Recently, in the area being studied, the transformation of organic wastes
of urban origin into compost is now being carried out. The compost from
municipal refuse will be used mainly as fertilizer. As a consequence, field
trials are being conducted to examine the effect of compost on soil trace
element status in neighboring areas of A Coruna (northwest Spain).
Environmentally sound studies on metal accumulations in soils require
long-term trials, as frequently quoted in the literature (14, 15). However,
initial soil survey may help to guide research. Comparison of analytical results
from soils with and without compost should provide insights into the hazards
of heavy metal loading in the study region. Moreover, large amounts of
organic matter added to agricultural soils caused a shift between the different
pools of nutrients in the soil. Using compost as an additional external input in
long-term cultivated soils, where management was not modified over
prolonged periods, may have consequences for the available micronutrient pool.
The main objective of this study was to compare the micronutrient levels
of fields with long-term traditional fertilization, including manure but not
compost, with those of fields having a traditional fertilization history where
compost was also applied in short-term trials.

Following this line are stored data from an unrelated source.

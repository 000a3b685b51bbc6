// Licensed to the Apache Software Foundation (ASF) under one
// or more contributor license agreements.  See the NOTICE file
// distributed with this work for additional information
// regarding copyright ownership.  The ASF licenses this file
// to you under the Apache License, Version 2.0 (the
// "License"); you may not use this file except in compliance
// with the License.  You may obtain a copy of the License at
//
//   http://www.apache.org/licenses/LICENSE-2.0
//
// Unless required by applicable law or agreed to in writing,
// software distributed under the License is distributed on an
// "AS IS" BASIS, WITHOUT WARRANTIES OR CONDITIONS OF ANY
// KIND, either express or implied.  See the License for the
// specific language governing permissions and limitations
// under the License.

use googletest::assert_that;
use googletest::prelude::contains_substring;
use googletest::prelude::near;
use rand::Rng;
use rand::SeedableRng;
use rand::rngs::StdRng;
use rand::seq::SliceRandom;
use rangesketch::cardinality::CardinalitySketch;
use rangesketch::error::ErrorKind;

#[test]
fn test_estimate_accuracy_across_seeds() {
    for seed in 0..20 {
        let mut sketch = CardinalitySketch::new(8192, seed).unwrap();
        sketch.insert_all(0..500);
        assert_that!(sketch.estimate() as f64, near(500.0, 20.0));
    }
}

#[test]
fn test_duplicates_do_not_count() {
    let mut rng = StdRng::seed_from_u64(3);
    let mut stream: Vec<u32> = (0..100).cycle().take(1_000).collect();
    stream.shuffle(&mut rng);

    let mut with_duplicates = CardinalitySketch::new(4096, 1).unwrap();
    with_duplicates.insert_all(&stream);

    let mut distinct = CardinalitySketch::new(4096, 1).unwrap();
    distinct.insert_all(0..100);

    assert_eq!(with_duplicates, distinct);
}

#[test]
fn test_union_of_overlapping_sets() {
    let mut a = CardinalitySketch::new(8192, 7).unwrap();
    let mut b = CardinalitySketch::new(8192, 7).unwrap();
    a.insert_all(0..300);
    b.insert_all(200..500);

    let union = a.merge(&b).unwrap();
    assert_eq!(union.estimate(), 497);

    let mut direct = CardinalitySketch::new(8192, 7).unwrap();
    direct.insert_all(0..500);
    assert_eq!(union, direct);
}

#[test]
fn test_merge_laws() {
    let mut rng = StdRng::seed_from_u64(11);
    let sketches: Vec<CardinalitySketch> = (0..3)
        .map(|_| {
            let mut sketch = CardinalitySketch::new(2048, 9).unwrap();
            for _ in 0..200 {
                sketch.insert(&rng.random_range(0..1_000u32));
            }
            sketch
        })
        .collect();
    let (a, b, c) = (&sketches[0], &sketches[1], &sketches[2]);

    assert_eq!(a.merge(b).unwrap(), b.merge(a).unwrap());
    assert_eq!(
        a.merge(b).unwrap().merge(c).unwrap(),
        a.merge(&b.merge(c).unwrap()).unwrap()
    );
    assert_eq!(a.merge(a).unwrap(), *a);
}

#[test]
fn test_merge_rejects_incompatible() {
    let a = CardinalitySketch::new(1024, 0).unwrap();

    let other_size = CardinalitySketch::new(2048, 0).unwrap();
    let err = a.merge(&other_size).unwrap_err();
    assert_eq!(err.kind(), ErrorKind::IncompatibleSketch);
    assert_that!(err.to_string(), contains_substring("other_size: 2048"));

    let other_seed = CardinalitySketch::new(1024, 1).unwrap();
    let err = a.merge(&other_seed).unwrap_err();
    assert_eq!(err.kind(), ErrorKind::IncompatibleSketch);
}

#[test]
fn test_saturation() {
    let mut sketch = CardinalitySketch::new(8, 0).unwrap();
    sketch.insert_all(0..1_000);
    assert!(sketch.is_saturated());
    assert_eq!(sketch.num_zero_bits(), 0);
    assert_eq!(sketch.estimate(), 8);
}

#[test]
fn test_serialization_round_trip() {
    let mut rng = StdRng::seed_from_u64(99);
    for size in [1, 63, 64, 65, 1000, 8192] {
        let mut sketch = CardinalitySketch::new(size, rng.random()).unwrap();
        for _ in 0..rng.random_range(1..200) {
            sketch.insert(&rng.random::<u64>());
        }

        let restored = CardinalitySketch::deserialize(&sketch.serialize()).unwrap();
        assert_eq!(restored, sketch);
    }
}

#[test]
fn test_deserialize_rejects_truncated_and_reseeded() {
    let mut sketch = CardinalitySketch::new(256, 1000).unwrap();
    sketch.insert_all(["a", "b", "c"]);
    let bytes = sketch.serialize();

    for len in [0, 7, 23, 31, bytes.len() - 1] {
        let err = CardinalitySketch::deserialize(&bytes[..len]).unwrap_err();
        assert_eq!(err.kind(), ErrorKind::InvalidData, "length {len}");
    }

    let mut reseeded = bytes;
    reseeded[8] ^= 0xff;
    let err = CardinalitySketch::deserialize(&reseeded).unwrap_err();
    assert_that!(err.message(), contains_substring("incompatible seed hash"));
}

Furthermore, the efficiency of
two extractants widely used for characterizing trace element availability
(DTPA and Mehlich 3) was tested.
MATERIALS AND METHODS
The study fields were located within a 30-km radius of A Coruna (NW Spain).
Twenty-four soil samples were collected from traditional agricultural fields
where long-term manure additions had been applied. In addition, 17 soil
samples were taken from agricultural fields with similar characteristics, but
that were also fertilized with compost for a short-term period (1–2 yr). The
sampling depth was 0–20 cm.
Samples were air-dried at room temperature and ground to pass through a
2-mm sieve. Soil physicochemical properties were characterized by routine
methods (16, 17). The pH of the soil was measured in water (1 : 2.5 v/v).
Particle size distribution was determined by the pipette method. Organic
matter content was measured by a modified Walkley-Black procedure. CEC
was determined by extraction with NH4OAc solution at pH 7.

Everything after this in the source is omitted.